Thursday, November 12, 2009

Money & Business

Science: Lab misbehavior: not so rare?

By Thomas Hayden
Posted 6/9/05

The high-profile cases are as shocking as they are rare: a physicist at Bell Labs fired for fudging data in more than a dozen research papers; a menopause researcher at the University of Vermont College of Medicine admitting to faking data in grant applications and published articles; a German evolutionary biologist busted for claiming credit for the work of his students. But according to a team of researchers from Minnesota, focusing on the most egregious examples of scientific misconduct misses a potentially even more damaging phenomenon.

Science Lab

Scott Thode for USN&WR

Writing this week in the journal Nature, researchers from the University of Minnesota and a nonprofit research foundation present the results of a survey on unsavory behavior in labs that receive funding from the U.S. National Institutes of Health. More than 3,000 researchers responded—anonymously—and fully 33 percent of them admitted to engaging in at least one of the survey's "top 10" infractions, from fudging research data to ignoring confusing or contradictory results. The most serious lapses were relatively rare; fewer than 2 percent of respondents admitted to falsification, fabrication, or plagiarism. (As with any survey of wrongdoing, the numbers are almost certainly an underestimate.)

But two of the most commonly admitted infractions are also among the most disturbing. Science is largely a self-policing enterprise, relying on supposedly rigorous "peer review" of grant applications and research results to enforce standards of experimental design and objective interpretation. Yet 12.5 percent of the survey respondents admitted to overlooking the use of questionable data or suspect interpretations by other scientists. And in an era of increased concern about corporate and political interference in the research enterprise, 15.5 percent of the researchers admitted to bowing to that pressure, changing the design, methodology, or results of a study in response to pressure from funding sources.

Straying from the straight and narrow is hardly a new phenomenon in science—even Gregor Mendel, the Swiss monk credited as the father of genetics, is thought to have tossed out data that didn't confirm the general trends in his breeding experiments with pea plants in the mid-19th century. But Martinson and his coauthors suggest that in an era of increased competition for research grants, faculty positions, and space in prestigious journals, scientists face greater temptations than ever to bend the strict rules of research conduct.

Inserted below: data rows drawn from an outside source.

//! Checks that only make sense for TeX submissions.

use once_cell::sync::Lazy;
use regex::Regex;

use super::{CheckContext, CheckResult, Checker};
use crate::file_type::FileType;
use crate::log::{LogCode, Severity};
use crate::record::{FileRecord, join};

static BIB_FILE: Lazy<Regex> = Lazy::new(|| Regex::new(r"(?i)^(.+)\.bib$").expect("valid regex"));

static GENERATED_FILE: Lazy<Regex> = Lazy::new(|| {
    Regex::new(
        r"(?i)^(.+)\.(aux|log|toc|lof|lot|out|blg|brf|idx|ind|ilg|glo|gls|nav|snm|vrb)$",
    )
    .expect("valid regex")
});

/// Whether `file` has a sibling named `{stem}.{ext}` for any of `exts`.
fn has_sibling(ctx: &CheckContext<'_>, file: &FileRecord, stem: &str, exts: &[&str]) -> bool {
    exts.iter().any(|ext| {
        let sibling = join(file.dir(), &format!("{stem}.{ext}"));
        ctx.exists(file.namespace, &sibling)
    })
}

/// BibTeX is not run on submissions, so a `.bib` is only useful with its
/// processed `.bbl`.
pub struct CheckBibWithoutBbl;

impl Checker for CheckBibWithoutBbl {
    fn name(&self) -> &'static str {
        "CheckBibWithoutBbl"
    }

    fn check(&self, ctx: &mut CheckContext<'_>, file: &FileRecord) -> CheckResult {
        if file.is_ancillary() {
            return Ok(());
        }
        let Some(caps) = BIB_FILE.captures(file.name()) else {
            return Ok(());
        };
        let stem = &caps[1];
        if has_sibling(ctx, file, stem, &["bbl"]) {
            ctx.remove(
                Severity::Warn,
                LogCode::BibWithBbl,
                format!(
                    "Removed the file '{}'. Using '{stem}.bbl' for references.",
                    file.name()
                ),
            )?;
        } else {
            ctx.error(
                LogCode::BibWithoutBbl,
                format!(
                    "Your submission contained '{}' but no '{stem}.bbl'. BibTeX is not run on \
                     submissions, please include the generated '{stem}.bbl'.",
                    file.name()
                ),
            );
        }
        Ok(())
    }
}

/// Removes TeX by-products that sit next to their source.
pub struct RemoveTexGeneratedFiles;

impl Checker for RemoveTexGeneratedFiles {
    fn name(&self) -> &'static str {
        "RemoveTexGeneratedFiles"
    }

    fn check(&self, ctx: &mut CheckContext<'_>, file: &FileRecord) -> CheckResult {
        if file.is_ancillary() {
            return Ok(());
        }
        let Some(caps) = GENERATED_FILE.captures(file.name()) else {
            return Ok(());
        };
        if has_sibling(ctx, file, &caps[1], &["tex", "TEX"]) {
            ctx.remove(
                Severity::Warn,
                LogCode::TexGeneratedFile,
                format!(
                    "Removed file '{}' due to name conflict with generated files.",
                    file.name()
                ),
            )?;
        }
        Ok(())
    }
}

pub struct DisallowDviFiles;

impl Checker for DisallowDviFiles {
    fn name(&self) -> &'static str {
        "DisallowDviFiles"
    }

    fn file_types(&self) -> &[FileType] {
        &[FileType::Dvi]
    }

    fn check_typed(&self, ctx: &mut CheckContext<'_>, file: &FileRecord) -> CheckResult {
        if !file.is_ancillary() {
            ctx.error(
                LogCode::DviNotAllowed,
                format!(
                    "'{}' is a DVI file. DVI submissions are not accepted, please submit the \
                     TeX source instead.",
                    file.name()
                ),
            );
        }
        Ok(())
    }
}

/// Rejects formats that cannot be processed at all.
pub struct FlagInvalidFileTypes;

impl Checker for FlagInvalidFileTypes {
    fn name(&self) -> &'static str {
        "FlagInvalidFileTypes"
    }

    fn file_types(&self) -> &[FileType] {
        &[FileType::Docx, FileType::Odf, FileType::Xlsx, FileType::Encrypted]
    }

    fn check_typed(&self, ctx: &mut CheckContext<'_>, file: &FileRecord) -> CheckResult {
        if file.is_ancillary() {
            return Ok(());
        }
        let message = match file.file_type {
            FileType::Docx => format!(
                "'{}' is a Microsoft DOCX file. Please save it as PDF or submit the TeX source.",
                file.name()
            ),
            FileType::Odf => format!(
                "'{}' is an OpenDocument file. Please save it as PDF or submit the TeX source.",
                file.name()
            ),
            FileType::Xlsx => format!(
                "'{}' is a Microsoft XLSX spreadsheet, which is not accepted.",
                file.name()
            ),
            _ => format!(
                "'{}' is encrypted. Encrypted files cannot be processed.",
                file.name()
            ),
        };
        ctx.error(LogCode::InvalidFileType, message);
        Ok(())
    }
}

#[cfg(test)]
mod tests {
    use super::*;
    use crate::check::CheckerSet;
    use crate::check::testing::{Harness, only};

    #[test]
    fn bib_with_bbl_removed() {
        let mut h = Harness::new();
        h.add("paper/refs.bib", b"@article{x}");
        h.add("paper/refs.bbl", b"\\begin{thebibliography}");
        h.run(&CheckerSet::empty().register(CheckBibWithoutBbl));

        assert_eq!(h.active_paths(), ["paper/refs.bbl"]);
        assert_eq!(h.codes(), [(Severity::Warn, LogCode::BibWithBbl)]);
    }

    #[test]
    fn bib_without_bbl_is_an_error() {
        let mut h = Harness::new();
        h.add("refs.BIB", b"@article{x}");
        h.add("other/refs.bbl", b"x");
        h.run(&CheckerSet::empty().register(CheckBibWithoutBbl));

        assert_eq!(h.active_paths().len(), 2);
        assert_eq!(h.codes(), [(Severity::Error, LogCode::BibWithoutBbl)]);
        assert!(h.contents.has_errors());
    }

    #[test]
    fn generated_files_next_to_source_removed() {
        let mut h = Harness::new();
        h.add("main.tex", b"x");
        h.add("main.aux", b"x");
        h.add("main.LOG", b"x");
        h.add("orphan.toc", b"x");
        h.add("sub/main.idx", b"x");
        h.run(&CheckerSet::empty().register(RemoveTexGeneratedFiles));

        assert_eq!(h.active_paths(), ["main.tex", "orphan.toc", "sub/main.idx"]);
        assert_eq!(
            h.codes(),
            [
                (Severity::Warn, LogCode::TexGeneratedFile),
                (Severity::Warn, LogCode::TexGeneratedFile)
            ]
        );
    }

    #[test]
    fn dvi_rejected_unless_ancillary() {
        let dvi = b"\xf7\x02\x01\x83\x92\xc0\x1c\x3b\x00\x00\x00\x00";
        let mut h = Harness::new();
        h.add("paper.dvi", dvi);
        h.add("anc/paper.dvi", dvi);
        h.run(
            &CheckerSet::empty()
                .register(crate::check::MarkAncillaryFiles)
                .register(crate::check::InferFileType)
                .register(DisallowDviFiles),
        );

        let errors: Vec<_> = h
            .contents
            .log
            .iter()
            .filter(|e| e.is_error())
            .map(|e| (e.code, e.path.clone()))
            .collect();
        assert_eq!(errors, [(LogCode::DviNotAllowed, Some("paper.dvi".into()))]);
    }

    #[test]
    fn office_documents_rejected() {
        let mut h = Harness::new();
        h.add("paper.docx", b"PK\x03\x04 not really a zip");
        h.run(&only(FlagInvalidFileTypes, true));

        assert_eq!(h.record("paper.docx").unwrap().file_type, FileType::Docx);
        assert_eq!(h.codes(), [(Severity::Error, LogCode::InvalidFileType)]);
    }
}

Occasional arrogance aside, scientists are indeed only human, and as in any human endeavor, there will always be some individuals who choose to cut corners and even lie, cheat, and steal to get ahead. The worst offenders are almost always found out. But in an increasingly politicized culture, where research results can be buried to boost corporate bottom lines or spun to fit a predetermined set of political goals, the apparent pervasiveness of even low-grade misbehavior is troubling indeed.